#### Task brief
Every entry is to be returned verbatim.

------

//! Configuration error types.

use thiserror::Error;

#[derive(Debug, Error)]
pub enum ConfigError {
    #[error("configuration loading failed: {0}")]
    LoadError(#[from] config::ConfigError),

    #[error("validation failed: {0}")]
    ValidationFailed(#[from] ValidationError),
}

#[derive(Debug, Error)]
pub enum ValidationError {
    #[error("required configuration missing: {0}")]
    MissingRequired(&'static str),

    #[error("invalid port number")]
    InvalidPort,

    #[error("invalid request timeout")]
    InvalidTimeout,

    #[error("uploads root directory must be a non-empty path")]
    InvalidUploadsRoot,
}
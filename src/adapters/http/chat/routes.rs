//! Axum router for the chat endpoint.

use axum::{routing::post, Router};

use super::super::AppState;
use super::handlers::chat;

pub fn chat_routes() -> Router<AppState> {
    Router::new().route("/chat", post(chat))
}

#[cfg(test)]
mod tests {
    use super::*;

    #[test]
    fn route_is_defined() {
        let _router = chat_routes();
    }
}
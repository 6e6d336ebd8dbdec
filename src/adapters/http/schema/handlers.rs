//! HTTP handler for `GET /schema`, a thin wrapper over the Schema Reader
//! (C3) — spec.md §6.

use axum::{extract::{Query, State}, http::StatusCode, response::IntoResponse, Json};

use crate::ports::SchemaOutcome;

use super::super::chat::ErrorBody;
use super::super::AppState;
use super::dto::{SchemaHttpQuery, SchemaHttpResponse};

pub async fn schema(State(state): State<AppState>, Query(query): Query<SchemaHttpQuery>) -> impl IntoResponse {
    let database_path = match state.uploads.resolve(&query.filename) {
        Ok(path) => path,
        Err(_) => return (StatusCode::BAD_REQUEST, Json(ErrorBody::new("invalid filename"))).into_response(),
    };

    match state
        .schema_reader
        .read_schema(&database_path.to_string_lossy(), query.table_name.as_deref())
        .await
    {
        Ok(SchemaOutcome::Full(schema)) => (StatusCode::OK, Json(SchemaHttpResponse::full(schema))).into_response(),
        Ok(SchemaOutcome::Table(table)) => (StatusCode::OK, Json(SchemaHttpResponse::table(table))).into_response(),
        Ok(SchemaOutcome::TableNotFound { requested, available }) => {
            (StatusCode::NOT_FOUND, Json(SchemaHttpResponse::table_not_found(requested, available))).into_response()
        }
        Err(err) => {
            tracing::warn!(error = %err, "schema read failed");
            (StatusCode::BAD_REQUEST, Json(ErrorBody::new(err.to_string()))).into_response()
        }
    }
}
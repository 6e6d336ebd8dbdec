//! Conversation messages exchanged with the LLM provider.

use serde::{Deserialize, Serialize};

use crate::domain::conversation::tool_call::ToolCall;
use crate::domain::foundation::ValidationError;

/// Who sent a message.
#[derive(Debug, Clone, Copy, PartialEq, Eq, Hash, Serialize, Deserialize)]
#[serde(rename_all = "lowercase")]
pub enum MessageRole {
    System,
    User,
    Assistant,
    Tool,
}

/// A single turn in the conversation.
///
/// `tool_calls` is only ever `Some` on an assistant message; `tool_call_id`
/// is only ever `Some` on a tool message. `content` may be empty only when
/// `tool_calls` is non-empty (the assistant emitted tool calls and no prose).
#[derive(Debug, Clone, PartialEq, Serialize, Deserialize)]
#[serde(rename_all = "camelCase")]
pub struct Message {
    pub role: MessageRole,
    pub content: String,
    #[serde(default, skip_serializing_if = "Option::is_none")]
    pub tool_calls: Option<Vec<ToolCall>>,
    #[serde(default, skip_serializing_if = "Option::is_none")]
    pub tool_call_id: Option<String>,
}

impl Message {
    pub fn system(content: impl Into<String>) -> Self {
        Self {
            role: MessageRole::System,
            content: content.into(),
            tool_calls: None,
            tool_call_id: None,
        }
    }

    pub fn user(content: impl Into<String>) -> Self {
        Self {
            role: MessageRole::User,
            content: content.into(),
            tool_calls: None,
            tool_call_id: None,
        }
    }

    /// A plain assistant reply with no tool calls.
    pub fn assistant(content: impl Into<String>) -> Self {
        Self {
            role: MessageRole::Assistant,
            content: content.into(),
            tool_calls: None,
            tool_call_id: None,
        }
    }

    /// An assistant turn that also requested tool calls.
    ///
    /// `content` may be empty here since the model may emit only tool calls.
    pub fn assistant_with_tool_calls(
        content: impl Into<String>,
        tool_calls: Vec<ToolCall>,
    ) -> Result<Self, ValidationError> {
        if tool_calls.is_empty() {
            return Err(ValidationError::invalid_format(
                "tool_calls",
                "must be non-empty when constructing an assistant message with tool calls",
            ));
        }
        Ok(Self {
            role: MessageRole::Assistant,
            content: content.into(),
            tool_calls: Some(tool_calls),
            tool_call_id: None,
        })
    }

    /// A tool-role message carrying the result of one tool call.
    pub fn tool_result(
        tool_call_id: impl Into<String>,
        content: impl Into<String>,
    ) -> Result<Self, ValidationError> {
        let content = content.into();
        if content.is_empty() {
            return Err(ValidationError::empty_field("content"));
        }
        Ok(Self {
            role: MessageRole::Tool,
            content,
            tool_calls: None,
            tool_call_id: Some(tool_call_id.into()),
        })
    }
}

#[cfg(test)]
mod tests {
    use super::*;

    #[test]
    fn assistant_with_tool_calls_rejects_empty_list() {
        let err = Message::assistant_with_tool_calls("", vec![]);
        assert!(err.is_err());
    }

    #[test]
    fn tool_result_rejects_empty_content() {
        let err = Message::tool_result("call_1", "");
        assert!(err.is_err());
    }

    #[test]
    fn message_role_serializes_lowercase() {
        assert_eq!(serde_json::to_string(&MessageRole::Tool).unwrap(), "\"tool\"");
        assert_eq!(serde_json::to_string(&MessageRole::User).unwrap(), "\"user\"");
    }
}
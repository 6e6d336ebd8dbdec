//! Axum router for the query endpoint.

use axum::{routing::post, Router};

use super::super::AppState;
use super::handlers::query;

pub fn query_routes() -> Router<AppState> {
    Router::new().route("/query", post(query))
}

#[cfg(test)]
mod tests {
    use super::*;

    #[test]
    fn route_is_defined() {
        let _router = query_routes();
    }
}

------

#### Solution for this exercise
//! Configuration error types.

use thiserror::Error;

#[derive(Debug, Error)]
pub enum ConfigError {
    #[error("configuration loading failed: {0}")]
    LoadError(#[from] config::ConfigError),

    #[error("validation failed: {0}")]
    ValidationFailed(#[from] ValidationError),
}

#[derive(Debug, Error)]
pub enum ValidationError {
    #[error("required configuration missing: {0}")]
    MissingRequired(&'static str),

    #[error("invalid port number")]
    InvalidPort,

    #[error("invalid request timeout")]
    InvalidTimeout,

    #[error("uploads root directory must be a non-empty path")]
    InvalidUploadsRoot,
}
filename src/adapters/http/chat/routes.rs
//! Axum router for the chat endpoint.

use axum::{routing::post, Router};

use super::super::AppState;
use super::handlers::chat;

pub fn chat_routes() -> Router<AppState> {
    Router::new().route("/chat", post(chat))
}

#[cfg(test)]
mod tests {
    use super::*;

    #[test]
    fn route_is_defined() {
        let _router = chat_routes();
    }
}
repository 6e6d336ebd8dbdec
filename src/adapters/http/schema/handlers.rs
//! HTTP handler for `GET /schema`, a thin wrapper over the Schema Reader
//! (C3) — spec.md §6.

use axum::{extract::{Query, State}, http::StatusCode, response::IntoResponse, Json};

use crate::ports::SchemaOutcome;

use super::super::chat::ErrorBody;
use super::super::AppState;
use super::dto::{SchemaHttpQuery, SchemaHttpResponse};

pub async fn schema(State(state): State<AppState>, Query(query): Query<SchemaHttpQuery>) -> impl IntoResponse {
    let database_path = match state.uploads.resolve(&query.filename) {
        Ok(path) => path,
        Err(_) => return (StatusCode::BAD_REQUEST, Json(ErrorBody::new("invalid filename"))).into_response(),
    };

    match state
        .schema_reader
        .read_schema(&database_path.to_string_lossy(), query.table_name.as_deref())
        .await
    {
        Ok(SchemaOutcome::Full(schema)) => (StatusCode::OK, Json(SchemaHttpResponse::full(schema))).into_response(),
        Ok(SchemaOutcome::Table(table)) => (StatusCode::OK, Json(SchemaHttpResponse::table(table))).into_response(),
        Ok(SchemaOutcome::TableNotFound { requested, available }) => {
            (StatusCode::NOT_FOUND, Json(SchemaHttpResponse::table_not_found(requested, available))).into_response()
        }
        Err(err) => {
            tracing::warn!(error = %err, "schema read failed");
            (StatusCode::BAD_REQUEST, Json(ErrorBody::new(err.to_string()))).into_response()
        }
    }
}
repository 6e6d336ebd8dbdec
//! Conversation messages exchanged with the LLM provider.

use serde::{Deserialize, Serialize};

use crate::domain::conversation::tool_call::ToolCall;
use crate::domain::foundation::ValidationError;

/// Who sent a message.
#[derive(Debug, Clone, Copy, PartialEq, Eq, Hash, Serialize, Deserialize)]
#[serde(rename_all = "lowercase")]
pub enum MessageRole {
    System,
    User,
    Assistant,
    Tool,
}

/// A single turn in the conversation.
///
/// `tool_calls` is only ever `Some` on an assistant message; `tool_call_id`
/// is only ever `Some` on a tool message. `content` may be empty only when
/// `tool_calls` is non-empty (the assistant emitted tool calls and no prose).
#[derive(Debug, Clone, PartialEq, Serialize, Deserialize)]
#[serde(rename_all = "camelCase")]
pub struct Message {
    pub role: MessageRole,
    pub content: String,
    #[serde(default, skip_serializing_if = "Option::is_none")]
    pub tool_calls: Option<Vec<ToolCall>>,
    #[serde(default, skip_serializing_if = "Option::is_none")]
    pub tool_call_id: Option<String>,
}

impl Message {
    pub fn system(content: impl Into<String>) -> Self {
        Self {
            role: MessageRole::System,
            content: content.into(),
            tool_calls: None,
            tool_call_id: None,
        }
    }

    pub fn user(content: impl Into<String>) -> Self {
        Self {
            role: MessageRole::User,
            content: content.into(),
            tool_calls: None,
            tool_call_id: None,
        }
    }

    /// A plain assistant reply with no tool calls.
    pub fn assistant(content: impl Into<String>) -> Self {
        Self {
            role: MessageRole::Assistant,
            content: content.into(),
            tool_calls: None,
            tool_call_id: None,
        }
    }

    /// An assistant turn that also requested tool calls.
    ///
    /// `content` may be empty here since the model may emit only tool calls.
    pub fn assistant_with_tool_calls(
        content: impl Into<String>,
        tool_calls: Vec<ToolCall>,
    ) -> Result<Self, ValidationError> {
        if tool_calls.is_empty() {
            return Err(ValidationError::invalid_format(
                "tool_calls",
                "must be non-empty when constructing an assistant message with tool calls",
            ));
        }
        Ok(Self {
            role: MessageRole::Assistant,
            content: content.into(),
            tool_calls: Some(tool_calls),
            tool_call_id: None,
        })
    }

    /// A tool-role message carrying the result of one tool call.
    pub fn tool_result(
        tool_call_id: impl Into<String>,
        content: impl Into<String>,
    ) -> Result<Self, ValidationError> {
        let content = content.into();
        if content.is_empty() {
            return Err(ValidationError::empty_field("content"));
        }
        Ok(Self {
            role: MessageRole::Tool,
            content,
            tool_calls: None,
            tool_call_id: Some(tool_call_id.into()),
        })
    }
}

#[cfg(test)]
mod tests {
    use super::*;

    #[test]
    fn assistant_with_tool_calls_rejects_empty_list() {
        let err = Message::assistant_with_tool_calls("", vec![]);
        assert!(err.is_err());
    }

    #[test]
    fn tool_result_rejects_empty_content() {
        let err = Message::tool_result("call_1", "");
        assert!(err.is_err());
    }

    #[test]
    fn message_role_serializes_lowercase() {
        assert_eq!(serde_json::to_string(&MessageRole::Tool).unwrap(), "\"tool\"");
        assert_eq!(serde_json::to_string(&MessageRole::User).unwrap(), "\"user\"");
    }
}
repository 6e6d336ebd8dbdec
//! Axum router for the query endpoint.

use axum::{routing::post, Router};

use super::super::AppState;
use super::handlers::query;

pub fn query_routes() -> Router<AppState> {
    Router::new().route("/query", post(query))
}

#[cfg(test)]
mod tests {
    use super::*;

    #[test]
    fn route_is_defined() {
        let _router = query_routes();
    }
}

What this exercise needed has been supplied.